Scan the entries below for the word "HandleKey". Copy out every line in which it occurs.

Data records
:::

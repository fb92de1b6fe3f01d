use alloc::boxed::Box;
use alloc::collections::BTreeMap;
use alloc::rc::Rc;
use alloc::sync::Arc;
use alloc::vec::Vec;
use core::mem;

use crate::key::HandleKey;
use crate::repeater::MeasureBatch;
use crate::scheduler::TaskQueue;
use crate::{
    Direction, ItemKey, Layout, LayoutEvent, Position, RangeChange, Rect, Repeater,
    RepeaterOptions, ScrollHost, Size, VisibleRange, Window,
};

/// Upper bound on tasks run by one [`ScrollCoordinator::flush`].
///
/// Reaching it means the layout keeps moving the window without settling.
pub const MAX_FLUSH_TASKS: usize = 10_000;

#[derive(Clone, Debug, PartialEq, Eq)]
enum Task<C> {
    Render,
    Measure(MeasureBatch<C>),
    Reflow,
    UpdateView,
    ApplyPositions,
}

/// Computes the part of `scroller` covered by `container`, as a viewport size plus the scroll
/// position of that viewport relative to the container's origin.
///
/// The scroll axis always takes the scroller's full extent, so items just past the container's
/// visible edge are still considered in view.
pub fn visible_viewport(direction: Direction, container: Rect, scroller: Rect) -> (Size, Position) {
    let width = i64::from(scroller.width);
    let height = i64::from(scroller.height);
    let dx = container.left - scroller.left;
    let dy = container.top - scroller.top;

    let x_min = dx.clamp(0, width);
    let y_min = dy.clamp(0, height);
    let (x_max, y_max) = match direction {
        Direction::Vertical => ((dx + i64::from(container.width)).clamp(0, width), height),
        Direction::Horizontal => (width, (dy + i64::from(container.height)).clamp(0, height)),
    };

    let size = Size::new((x_max - x_min).max(0) as u32, (y_max - y_min).max(0) as u32);
    let position = Position {
        top: (-dy).max(0) as u64,
        left: (-dx).max(0) as u64,
    };
    (size, position)
}

/// Drives a [`Repeater`] from a [`Layout`]: the read/write loop of a scrolling list.
///
/// Read side: container and scroller geometry become `set_viewport_size`/`scroll_to` calls.
/// Write side: layout events become window updates, child positions, a minimum container size
/// and scroll corrections. Measured child sizes flow back to the layout after each render.
///
/// All work is queued; nothing happens until [`ScrollCoordinator::flush`].
pub struct ScrollCoordinator<T, Ct: ScrollHost, K = ItemKey> {
    repeater: Repeater<T, Ct, K>,
    layout: Option<Box<dyn Layout>>,
    tasks: TaskQueue<Task<Ct::Child>>,
    on_range_change: Option<crate::RangeChangeCallback>,

    scroll_size: Option<Size>,
    positions: BTreeMap<usize, Position>,
    layout_total: Option<usize>,

    notify_stable: bool,
    notified: Option<VisibleRange>,
}

impl<T, Ct: ScrollHost> Default for ScrollCoordinator<T, Ct, ItemKey> {
    fn default() -> Self {
        Self::new(RepeaterOptions::new())
    }
}

impl<T, Ct, K> ScrollCoordinator<T, Ct, K>
where
    Ct: ScrollHost,
    K: HandleKey,
{
    pub fn new(options: RepeaterOptions<T, Ct::Child, K>) -> Self {
        Self {
            repeater: Repeater::new(options),
            layout: None,
            tasks: TaskQueue::new(),
            on_range_change: None,
            scroll_size: None,
            positions: BTreeMap::new(),
            layout_total: None,
            notify_stable: false,
            notified: None,
        }
    }

    pub fn repeater(&self) -> &Repeater<T, Ct, K> {
        &self.repeater
    }

    /// Direct access to the repeater. Changes made through it are picked up by the next
    /// [`ScrollCoordinator::flush`].
    pub fn repeater_mut(&mut self) -> &mut Repeater<T, Ct, K> {
        &mut self.repeater
    }

    pub fn set_options(&mut self, options: RepeaterOptions<T, Ct::Child, K>) {
        self.repeater.set_options(options);
        self.sync_render();
    }

    pub fn set_items(&mut self, items: impl Into<Arc<[T]>>) {
        self.repeater.set_items(items);
        self.sync_render();
    }

    pub fn set_new_child(&mut self, f: impl Fn(&T, usize) -> Ct::Child + 'static) {
        self.repeater.set_new_child(f);
        self.sync_render();
    }

    pub fn set_update_child(&mut self, f: Option<impl Fn(&Ct::Child, &T, usize) + 'static>) {
        self.repeater.set_update_child(f);
        self.sync_render();
    }

    pub fn set_recycle_child(&mut self, f: Option<impl Fn(&Ct::Child, &T, usize) + 'static>) {
        self.repeater.set_recycle_child(f);
        self.sync_render();
    }

    pub fn set_item_key(&mut self, f: impl Fn(&T) -> K + 'static) {
        self.repeater.set_item_key(f);
        self.sync_render();
    }

    pub fn set_measure_callback(&mut self, f: Option<impl Fn(&BTreeMap<usize, Size>) + 'static>) {
        self.repeater.set_measure_callback(f);
        self.sync_render();
    }

    pub fn set_window(&mut self, window: Window) {
        self.repeater.set_window(window);
        self.sync_render();
    }

    pub fn container(&self) -> Option<&Ct> {
        self.repeater.container()
    }

    pub fn container_mut(&mut self) -> Option<&mut Ct> {
        self.repeater.container_mut()
    }

    /// Swaps the observed container and returns the previous one.
    ///
    /// The previous container stops being observed and loses its minimum size; the new one
    /// inherits the last known scroll size.
    pub fn set_container(&mut self, container: Option<Ct>) -> Option<Ct> {
        let mut previous = self.repeater.set_container(container);
        if let Some(previous) = previous.as_mut() {
            previous.set_observed(false);
            previous.set_min_size(None);
        }
        let scroll_size = self.scroll_size;
        if let Some(current) = self.repeater.container_mut() {
            current.set_observed(true);
            if scroll_size.is_some() {
                current.set_min_size(scroll_size);
            }
        }
        self.tasks.schedule(Task::UpdateView);
        self.sync_render();
        previous
    }

    pub fn layout(&self) -> Option<&dyn Layout> {
        self.layout.as_deref()
    }

    pub fn layout_mut(&mut self) -> Option<&mut (dyn Layout + 'static)> {
        self.layout.as_deref_mut()
    }

    /// Replaces the layout and returns the previous one.
    ///
    /// Pending replies of the previous layout are dropped and every rendered child is
    /// remeasured for the new one. Without a layout the whole list is rendered.
    pub fn set_layout(&mut self, layout: Option<Box<dyn Layout>>) -> Option<Box<dyn Layout>> {
        let previous = mem::replace(&mut self.layout, layout);
        self.tasks.retain(|task| *task != Task::Reflow);
        self.layout_total = None;
        self.repeater.set_measure_children(self.layout.is_some());

        if self.layout.is_some() {
            rdebug!("ScrollCoordinator::set_layout");
            let window = self.repeater.window();
            if window.is_unbounded() {
                // Nothing is rendered until the layout reports its first range.
                self.repeater.set_window(Window::new(window.first, 0));
            }
            self.repeater.request_remeasure();
            self.tasks.schedule(Task::UpdateView);
        } else {
            self.repeater.set_window(Window::ALL);
            self.repeater.set_incremental(false);
            self.positions.clear();
        }
        self.sync_render();
        previous
    }

    /// Registers the listener for settled windows.
    pub fn on_range_change(&mut self, f: Option<impl Fn(VisibleRange) + 'static>) {
        self.on_range_change = f.map(|f| Rc::new(f) as _);
    }

    /// Call when the observed scroller scrolled.
    pub fn handle_scroll(&mut self) {
        self.invalidate_view();
    }

    /// Call when the container or the scroller changed size.
    pub fn handle_resize(&mut self) {
        self.invalidate_view();
    }

    fn invalidate_view(&mut self) {
        self.tasks.schedule(Task::UpdateView);
        self.sync_render();
    }

    /// `false` while the container is detached or not laid out.
    pub fn is_visible(&self) -> bool {
        self.repeater
            .container()
            .is_some_and(|c| c.bounding_rect().is_laid_out())
    }

    pub fn is_idle(&self) -> bool {
        self.tasks.is_idle()
    }

    /// The last scroll size reported by the layout.
    pub fn scroll_size(&self) -> Option<Size> {
        self.scroll_size
    }

    fn sync_render(&mut self) {
        if self.repeater.is_render_pending() {
            self.tasks.schedule(Task::Render);
        }
    }

    /// Runs queued work until the queue is empty.
    ///
    /// Returns the number of tasks run.
    pub fn flush(&mut self) -> usize {
        self.sync_render();
        let mut ran = 0usize;
        while !self.tasks.is_idle() {
            if ran >= MAX_FLUSH_TASKS {
                rwarn!(
                    pending = self.tasks.len(),
                    "ScrollCoordinator::flush: layout did not settle"
                );
                break;
            }
            let Some(task) = self.tasks.pop() else {
                break;
            };
            ran += 1;
            self.run(task);
        }
        ran
    }

    fn run(&mut self, task: Task<Ct::Child>) {
        match task {
            Task::Render => self.render(),
            Task::Measure(batch) => self.measure(batch),
            Task::Reflow => self.reflow(),
            Task::UpdateView => self.update_view(),
            Task::ApplyPositions => self.apply_positions(),
        }
    }

    fn render(&mut self) {
        if !self.is_visible() {
            rtrace!("ScrollCoordinator: render skipped, container not laid out");
            return;
        }
        if let Some(layout) = self.layout.as_mut() {
            let total = self.repeater.items().len();
            if self.layout_total != Some(total) {
                layout.set_total_items(total);
                self.layout_total = Some(total);
                self.tasks.schedule(Task::Reflow);
            }
        }

        let pass = self.repeater.render();
        if pass.stats.assigned > 0 && !self.positions.is_empty() {
            self.tasks.schedule(Task::ApplyPositions);
        }
        if let Some(batch) = pass.measure {
            self.tasks.schedule(Task::Measure(batch));
        }
        if mem::take(&mut self.notify_stable) {
            self.emit_stable();
        }
    }

    fn emit_stable(&mut self) {
        let Some(range) = self.repeater.committed_range() else {
            return;
        };
        if self.notified == Some(range) {
            return;
        }
        self.notified = Some(range);
        rdebug!(
            first = range.first,
            last = range.last,
            "ScrollCoordinator: range settled"
        );
        if let Some(callback) = self.on_range_change.clone() {
            callback(range);
        }
    }

    fn measure(&mut self, batch: MeasureBatch<Ct::Child>) {
        if !self.is_visible() {
            self.repeater.request_remeasure();
            return;
        }
        let sizes = self.repeater.measure(&batch);
        if sizes.is_empty() {
            return;
        }
        rtrace!(count = sizes.len(), "ScrollCoordinator: measured children");
        if let Some(callback) = self.repeater.options().measure.clone() {
            callback(&sizes);
        }
        if let Some(layout) = self.layout.as_mut() {
            layout.update_item_sizes(&sizes);
            self.tasks.schedule(Task::Reflow);
        }
    }

    fn reflow(&mut self) {
        if !self.is_visible() {
            return;
        }
        let Some(layout) = self.layout.as_mut() else {
            return;
        };
        let mut events = Vec::new();
        layout.reflow(&mut |event| events.push(event));
        for event in events {
            self.handle_layout_event(event);
        }
    }

    fn handle_layout_event(&mut self, event: LayoutEvent) {
        match event {
            LayoutEvent::ScrollSizeChange(size) => {
                self.scroll_size = Some(size);
                if let Some(container) = self.repeater.container_mut() {
                    container.set_min_size(Some(size));
                }
            }
            LayoutEvent::ScrollErrorChange(delta) => {
                rtrace!(top = delta.top, left = delta.left, "ScrollCoordinator: scroll error");
                if let Some(container) = self.repeater.container_mut() {
                    container.correct_scroll(delta);
                }
            }
            LayoutEvent::ItemPositionChange(positions) => {
                self.positions = positions;
                self.tasks.schedule(Task::ApplyPositions);
            }
            LayoutEvent::RangeChange(change) => self.apply_range_change(change),
        }
    }

    fn apply_range_change(&mut self, change: RangeChange) {
        rtrace!(
            first = change.first,
            num = change.num,
            stable = change.stable,
            remeasure = change.remeasure,
            "ScrollCoordinator: range change"
        );
        let window = change.window();
        self.repeater.set_window(window);
        if change.remeasure {
            self.repeater.request_remeasure();
        }
        self.repeater.set_incremental(!change.stable);

        if change.stable {
            self.notify_stable = true;
            self.tasks.schedule(Task::Render);
        } else {
            let len = self.repeater.items().len();
            if self.notified.is_some() && self.notified != window.resolve(len) {
                self.notified = None;
            }
        }
        self.sync_render();
    }

    fn apply_positions(&mut self) {
        let Some(range) = self.repeater.committed_range() else {
            return;
        };
        let placed: Vec<(Ct::Child, Position)> = self
            .positions
            .range(range.first..=range.last)
            .filter_map(|(index, position)| {
                self.repeater
                    .child_at(*index)
                    .map(|child| (child.clone(), *position))
            })
            .collect();
        if let Some(container) = self.repeater.container_mut() {
            for (child, position) in &placed {
                container.position_child(child, *position);
            }
        }
    }

    fn update_view(&mut self) {
        if !self.is_visible() {
            return;
        }
        let (Some(layout), Some(container)) = (self.layout.as_mut(), self.repeater.container())
        else {
            return;
        };
        let (size, position) = visible_viewport(
            layout.direction(),
            container.bounding_rect(),
            container.scroll_viewport(),
        );
        rtrace!(
            width = size.width,
            height = size.height,
            top = position.top,
            left = position.left,
            "ScrollCoordinator: view"
        );
        layout.set_viewport_size(size);
        layout.scroll_to(position);
        self.tasks.schedule(Task::Reflow);
    }
}

impl<T, Ct: ScrollHost, K> core::fmt::Debug for ScrollCoordinator<T, Ct, K>
where
    Ct::Child: core::fmt::Debug,
{
    fn fmt(&self, f: &mut core::fmt::Formatter<'_>) -> core::fmt::Result {
        f.debug_struct("ScrollCoordinator")
            .field("repeater", &self.repeater)
            .field("has_layout", &self.layout.is_some())
            .field("pending_tasks", &self.tasks.len())
            .field("scroll_size", &self.scroll_size)
            .field("notified", &self.notified)
            .finish_non_exhaustive()
    }
}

:::

» **Result for this exercise**
use crate::key::HandleKey;
    K: HandleKey,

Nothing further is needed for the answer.